Pilihan lain, yaitu mencari “sampingan” pendapatan diluar pabrik atau
perusahaan tempatnya bekerja. Bentuknya pun bermacam-macam. Ada
yang membuka warung kecil-kecilan, berdagang keliling, jadi tukang ojek,
dll. Semua itu dilakukannya diluar jam kerjanya. Akibatnya, lagi-lagi buruh
dipaksa untuk bekerja ekstra keras agar dapat menambal pendapatannya
yang serba kekurangan. Sialnya, tambahan itu dicarinya diluar tempat
kerjanya.
Ada pula pilihan alternatif, yaitu dengan “berjudi”. Mimpi mudah nan
murah untuk menambah pendapatan, tetapi cara yang sangat cepat
untuk menjadi lebih “kere”.
Semua itu adalah gambaran yang sangat gamblang atas penderitaan
hidup klas buruh hari ini. Cermin atas upaya klas buruh melawan terhadap
penindasan dan kesewenang-wenangan yang diterimanya, sekaligus
mencari jalan keluar di tengah-tengah hidup yang semakin menghimpit
namun pendapatannya malah defisit. Seluruh perlawanan dan upaya
untuk mencari jalan keluar itu senantiasa menemui jalan buntu. Ibarat
“opium”, cara itu hanya dapat menenangkan dalam skala yang sangat
jangka pendek, namun keesokan harinya kehidupan nyata kembali ke
sedia kala, tertindas dan menderita. Cerita yang berulang bertahun-tahun
bahkan beratus tahun lamanya.
Sudah waktunya klas buruh memakai cara lain yang lebih menjanjikan.

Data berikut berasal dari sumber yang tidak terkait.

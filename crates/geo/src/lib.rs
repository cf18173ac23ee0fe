pub mod locator;
pub mod range_table;

pub use locator::*;
pub use range_table::*;
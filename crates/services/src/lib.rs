pub mod ingest;
pub mod metrics;
pub mod synthetic;

pub use ingest::*;
pub use metrics::*;
pub use synthetic::*;
use std::net::SocketAddr;
use std::sync::Arc;

use orbital_models::Event;
use uuid::Uuid;

use crate::buffer::SubscriberBuffer;
use crate::registry::{SubscriberId, SubscriberRegistry};

/// One live subscriber, held by its connection for as long as it is open.
///
/// The subscription owns its buffer. Dropping it (or calling [`close`])
/// removes the subscriber from the registry exactly once, whatever path the
/// connection took to end.
///
/// [`close`]: Subscription::close
#[derive(Debug)]
pub struct Subscription {
    id: SubscriberId,
    remote_addr: Option<SocketAddr>,
    buffer: Arc<SubscriberBuffer>,
    registry: Arc<SubscriberRegistry>,
    connected: bool,
}

impl Subscription {
    pub(crate) fn register(
        registry: Arc<SubscriberRegistry>,
        remote_addr: Option<SocketAddr>,
        capacity: usize,
    ) -> Self {
        let id = Uuid::new_v4();
        let buffer = Arc::new(SubscriberBuffer::new(capacity));
        registry.insert(id, remote_addr, &buffer);

        tracing::info!(
            subscriber = %id,
            remote = ?remote_addr,
            subscribers = registry.len(),
            "Subscriber connected"
        );

        Self {
            id,
            remote_addr,
            buffer,
            registry,
            connected: true,
        }
    }

    pub fn id(&self) -> SubscriberId {
        self.id
    }

    pub fn remote_addr(&self) -> Option<SocketAddr> {
        self.remote_addr
    }

    pub fn is_connected(&self) -> bool {
        self.connected
    }

    pub fn buffer(&self) -> &SubscriberBuffer {
        &self.buffer
    }

    pub fn try_recv(&self) -> Option<Arc<Event>> {
        self.buffer.pop()
    }

    pub fn drain(&self) -> Vec<Arc<Event>> {
        self.buffer.pop_all_available()
    }

    /// Wait for the next event.
    pub async fn recv(&self) -> Arc<Event> {
        loop {
            if let Some(event) = self.buffer.pop() {
                return event;
            }
            self.buffer.ready().await;
        }
    }

    /// Unregister the subscriber. Safe to call more than once.
    pub fn close(&mut self) {
        if !self.connected {
            return;
        }
        self.connected = false;
        self.registry.remove(&self.id);

        tracing::info!(
            subscriber = %self.id,
            remote = ?self.remote_addr,
            undelivered = self.buffer.len(),
            evicted = self.buffer.evicted(),
            subscribers = self.registry.len(),
            "Subscriber disconnected"
        );
    }
}

impl Drop for Subscription {
    fn drop(&mut self) {
        self.close();
    }
}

Mengambil pelajaran atas pengalaman perlawanan dan upayanya untuk
mencari jalan keluar selama ini. Bersatu adalah pilihan pertama yang
harus diambil. Suatu persamaan nasib, persamaan derita dan persamaan
tujuan. Namun bersatu tak hanya sekedar seperti “kumpul bersama”.
Dibutuhkan lebih daripada itu.
Tahun 1905, suatu rentang waktu lampau yang cukup panjang,
merupakan titik awalnya. Serikat Buruh pertama berdiri di negeri ini.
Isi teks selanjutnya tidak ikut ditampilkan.